# Why use the parametric bootstrap?

I am currently trying to get my head around some things concerning parametric bootstrap. Most things are probably trivial but I still think I may have missed something.

Suppose I want to get confidence intervals for data using a parametric bootstrap procedure.

So I have this sample and I assume its normally distributed. I would then estimate variance $\hat{v}$ and mean $\hat{m}$ and get my distribution estimate $\hat{P}$, which is obviously just $N(\hat{m},\hat{v})$.

Instead of sampling from that distribution I could just calculate the quantiles analytically and be done.

a) I conclude: in this trivial case, the parametric bootstrap would be the same as calculating things in a normal-distribution-assumption?

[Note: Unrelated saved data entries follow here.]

// ============================================
// File: crates/kpxc-core/src/crypto/keys.rs
// ============================================
//! # Cryptographic Key Types
//!
//! ## Creation Reason
//! Key types for the box construction with proper security properties
//! (secret bytes zeroed on drop, public halves safe to log as fingerprints).
//!
//! ## Main Functionality
//! - `SessionKeyPair`: X25519 key pair, fresh for every session
//! - `BoxPublicKey`: 32-byte public key with base64 wire encoding
//!
//! ## Key Lifecycle
//! ```text
//! ┌────────────────────────────────────────────────────────────┐
//! │  SessionKeyPair (per run)                                  │
//! │  ├─ Generated from the injected random source              │
//! │  ├─ Public half sent with change-public-keys               │
//! │  └─ Secret half seals and opens every payload              │
//! │                                                            │
//! │  Id key (long-term, public half only)                      │
//! │  ├─ Generated once, persisted by the embedding application │
//! │  └─ Registered with the server through associate           │
//! └────────────────────────────────────────────────────────────┘
//! ```
//!
//! ## ⚠️ Important Note for Next Developer
//! - Secret bytes are zeroed on drop (manual Drop, zeroize 1.3 style)
//! - Never print secret material, `Debug` only shows the fingerprint
//!
//! ## Last Modified
//! v0.1.0 - Initial key type definitions

use std::fmt;

use base64::{engine::general_purpose::STANDARD as BASE64, Engine};
use rand::RngCore;
use serde::{Deserialize, Serialize};
use sha2::{Digest, Sha256};
use zeroize::Zeroize;

use super::KEY_SIZE;
use crate::error::{CoreError, Result};

// ============================================
// SessionKeyPair
// ============================================

/// X25519 key pair used for one protocol session.
///
/// # Security
/// - Secret bytes are zeroed on drop
/// - `Clone` copies the secret; the interceptor relies on it to present
///   the same key on both of its legs
///
/// # Example
/// ```
/// use kpxc_core::crypto::SessionKeyPair;
/// use rand::SeedableRng;
///
/// let mut rng = rand::rngs::StdRng::seed_from_u64(1);
/// let pair = SessionKeyPair::generate(&mut rng);
/// assert_eq!(pair.public_key().as_bytes().len(), 32);
/// ```
#[derive(Clone)]
pub struct SessionKeyPair {
    secret: [u8; KEY_SIZE],
    public: BoxPublicKey,
}

impl Drop for SessionKeyPair {
    fn drop(&mut self) {
        self.secret.zeroize();
    }
}

impl SessionKeyPair {
    /// Generates a new key pair from the given random source.
    #[must_use]
    pub fn generate<R: RngCore + ?Sized>(rng: &mut R) -> Self {
        let mut secret = [0u8; KEY_SIZE];
        rng.fill_bytes(&mut secret);
        let pair = Self::from_secret_bytes(secret);
        secret.zeroize();
        pair
    }

    /// Builds a key pair from raw secret key bytes.
    #[must_use]
    pub fn from_secret_bytes(secret: [u8; KEY_SIZE]) -> Self {
        let public = crypto_box::SecretKey::from(secret).public_key();
        Self {
            secret,
            public: BoxPublicKey(*public.as_bytes()),
        }
    }

    /// Returns the public half.
    #[must_use]
    pub const fn public_key(&self) -> &BoxPublicKey {
        &self.public
    }

    /// Returns the secret key in the form `crypto_box` expects.
    pub(crate) fn secret_key(&self) -> crypto_box::SecretKey {
        crypto_box::SecretKey::from(self.secret)
    }
}

impl fmt::Debug for SessionKeyPair {
    fn fmt(&self, f: &mut fmt::Formatter<'_>) -> fmt::Result {
        f.debug_struct("SessionKeyPair")
            .field("public_key", &self.public)
            .finish_non_exhaustive()
    }
}

// ============================================
// BoxPublicKey
// ============================================

/// A 32-byte X25519 public key.
///
/// # Wire Format
/// Standard base64 (44 characters, padded) in the `publicKey`, `key` and
/// `idKey` fields.
#[derive(Clone, Copy, PartialEq, Eq, Hash)]
pub struct BoxPublicKey([u8; KEY_SIZE]);

impl BoxPublicKey {
    /// Creates a public key from raw bytes.
    ///
    /// # Errors
    /// Returns `InvalidKey` if the length is not 32 bytes.
    pub fn from_bytes(bytes: &[u8]) -> Result<Self> {
        let key: [u8; KEY_SIZE] = bytes.try_into().map_err(|_| {
            CoreError::invalid_key(format!(
                "expected {KEY_SIZE} bytes, got {}",
                bytes.len()
            ))
        })?;
        Ok(Self(key))
    }

    /// Decodes a public key from its base64 wire form.
    ///
    /// # Errors
    /// Returns `InvalidKey` on bad base64 or a wrong length.
    pub fn from_base64(encoded: &str) -> Result<Self> {
        let bytes = BASE64
            .decode(encoded.trim())
            .map_err(|e| CoreError::invalid_key(format!("bad base64: {e}")))?;
        Self::from_bytes(&bytes)
    }

    /// Encodes the key for the wire.
    #[must_use]
    pub fn to_base64(&self) -> String {
        BASE64.encode(self.0)
    }

    /// Returns the raw key bytes.
    #[must_use]
    pub const fn as_bytes(&self) -> &[u8; KEY_SIZE] {
        &self.0
    }

    /// Short, log-safe fingerprint: hex of the first 8 bytes of SHA-256(key).
    #[must_use]
    pub fn fingerprint(&self) -> String {
        let digest = Sha256::digest(self.0);
        hex::encode(&digest[..8])
    }

    pub(crate) fn to_crypto_box(self) -> crypto_box::PublicKey {
        crypto_box::PublicKey::from(self.0)
    }
}

impl fmt::Debug for BoxPublicKey {
    fn fmt(&self, f: &mut fmt::Formatter<'_>) -> fmt::Result {
        write!(f, "BoxPublicKey({})", self.fingerprint())
    }
}

impl fmt::Display for BoxPublicKey {
    fn fmt(&self, f: &mut fmt::Formatter<'_>) -> fmt::Result {
        f.write_str(&self.to_base64())
    }
}

impl Serialize for BoxPublicKey {
    fn serialize<S>(&self, serializer: S) -> std::result::Result<S::Ok, S::Error>
    where
        S: serde::Serializer,
    {
        serializer.serialize_str(&self.to_base64())
    }
}

impl<'de> Deserialize<'de> for BoxPublicKey {
    fn deserialize<D>(deserializer: D) -> std::result::Result<Self, D::Error>
    where
        D: serde::Deserializer<'de>,
    {
        let encoded = String::deserialize(deserializer)?;
        Self::from_base64(&encoded).map_err(serde::de::Error::custom)
    }
}

// ============================================
// Tests
// ============================================
// ============================================
// File: crates/kpxc-core/src/protocol/lenient.rs
// ============================================
//! Tolerant field decoders.
//!
//! KeePassXC and the browser extensions disagree on JSON types for a few
//! fields (`success` is `"true"` or `true`, `errorCode` is `"1"` or `1`,
//! counts and lists may be `null`). These helpers accept every variant seen
//! in the wild and normalize it.

use serde::de::{self, Deserialize, Deserializer};
use serde_json::Value;

/// String, bool or number, normalized to a string. `null` becomes `None`.
pub fn string<'de, D>(deserializer: D) -> Result<Option<String>, D::Error>
where
    D: Deserializer<'de>,
{
    match Option::<Value>::deserialize(deserializer)? {
        None | Some(Value::Null) => Ok(None),
        Some(Value::String(s)) => Ok(Some(s)),
        Some(Value::Bool(b)) => Ok(Some(b.to_string())),
        Some(Value::Number(n)) => Ok(Some(n.to_string())),
        Some(other) => Err(de::Error::custom(format!(
            "expected string, bool or number, got {other}"
        ))),
    }
}

/// Bool or `"true"`/`"false"` string.
pub fn boolean<'de, D>(deserializer: D) -> Result<Option<bool>, D::Error>
where
    D: Deserializer<'de>,
{
    match Option::<Value>::deserialize(deserializer)? {
        None | Some(Value::Null) => Ok(None),
        Some(Value::Bool(b)) => Ok(Some(b)),
        Some(Value::String(s)) => Ok(Some(s.eq_ignore_ascii_case("true"))),
        Some(Value::Number(n)) => Ok(Some(n.as_i64().unwrap_or(0) != 0)),
        Some(other) => Err(de::Error::custom(format!("expected bool, got {other}"))),
    }
}

/// Non-negative count given as number or numeric string.
pub fn count<'de, D>(deserializer: D) -> Result<Option<u64>, D::Error>
where
    D: Deserializer<'de>,
{
    match Option::<Value>::deserialize(deserializer)? {
        None | Some(Value::Null) => Ok(None),
        Some(Value::Number(n)) => n
            .as_u64()
            .map(Some)
            .ok_or_else(|| de::Error::custom(format!("invalid count {n}"))),
        Some(Value::String(s)) if s.is_empty() => Ok(None),
        Some(Value::String(s)) => s
            .parse()
            .map(Some)
            .map_err(|_| de::Error::custom(format!("invalid count {s:?}"))),
        Some(other) => Err(de::Error::custom(format!("expected count, got {other}"))),
    }
}

/// Treats an explicit `null` like a missing field.
pub fn nullable<'de, D, T>(deserializer: D) -> Result<T, D::Error>
where
    D: Deserializer<'de>,
    T: Deserialize<'de> + Default,
{
    Option::<T>::deserialize(deserializer).map(Option::unwrap_or_default)
}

So theoretically this would be the case for all parametric bootstrap models, as long as I can handle the calculations.

b) I conclude: using the assumption of a certain distribution will bring me extra accuracy in the parametric bootstrap over the nonparametric one (if it is correct of course). But other than that, I just do it because I can't handle the analytic calculations und try to simulate my way out of it?

c) I would also use it if the calculations are "usually" done using some approximation because this would perhaps give me more accuracy...?

To me, the benefit of the (nonparametric) bootstrap seemed to lie in the fact that I don't need to assume any distribution. For the parametric bootstrap that advantage is gone - or are there things I've missed and where the parametric bootstrap provides a benefit over the things mentioned above?

• You're basically correct - you are trading analytic error for monte carlo error. The parametric bootstrap is also an approximate posterior sample. May 8, 2014 at 11:06
• you mean approximate posterior sample as in bayesian? i still dont quite get the connection between bootstrapping and maximum likelihood estimation. but thats a different story. thank you for your answer! May 9, 2014 at 15:15

We have a random sample $X_1, \ldots, X_n$ from a distribution $F$. We estimate a parameter of interest $\theta$ as a function of the sample, $\hat{\theta} = h (X_1, \ldots, X_n)$. This estimate is a random variable, so it has a distribution we call $G$. This distribution is fully determined by $h$ and $F$ meaning $G=G(h,F)$. When doing any kind of bootstrap (parametric, non-parametric, re-sampling) what we are doing is to estimate $F$ with $\hat{F}$ in order to get an estimate of $G$, $\hat G = G(h,\hat{F})$. From $\hat G$ we estimate the properties of $\hat \theta$. What changes fom differents types of bootstrap is how we get $\hat{F}$.
If you can analytically calculate $\hat{G} = G(h,\hat{F})$ you should go for it, but in general, it is a rather hard thing to do. The magic of bootstrap is that we can generate samples with distribution $\hat G$. To do this, we generate random samples $X^b_1, \ldots, X^b_n$ with distribution $\hat F$ and calculate $\hat {\theta}^b = h(X^b_1, \ldots, X^b_n)$ which will follow the $\hat G$ distribution.
Once you think of it this way, the advantages of parametric bootstrap are obvious. $\hat{F}$ would be a better approximation of $F$, then $\hat{G}$ would be closer to $G$ and finally the estimations of $\hat{\theta}$'s properties would be better.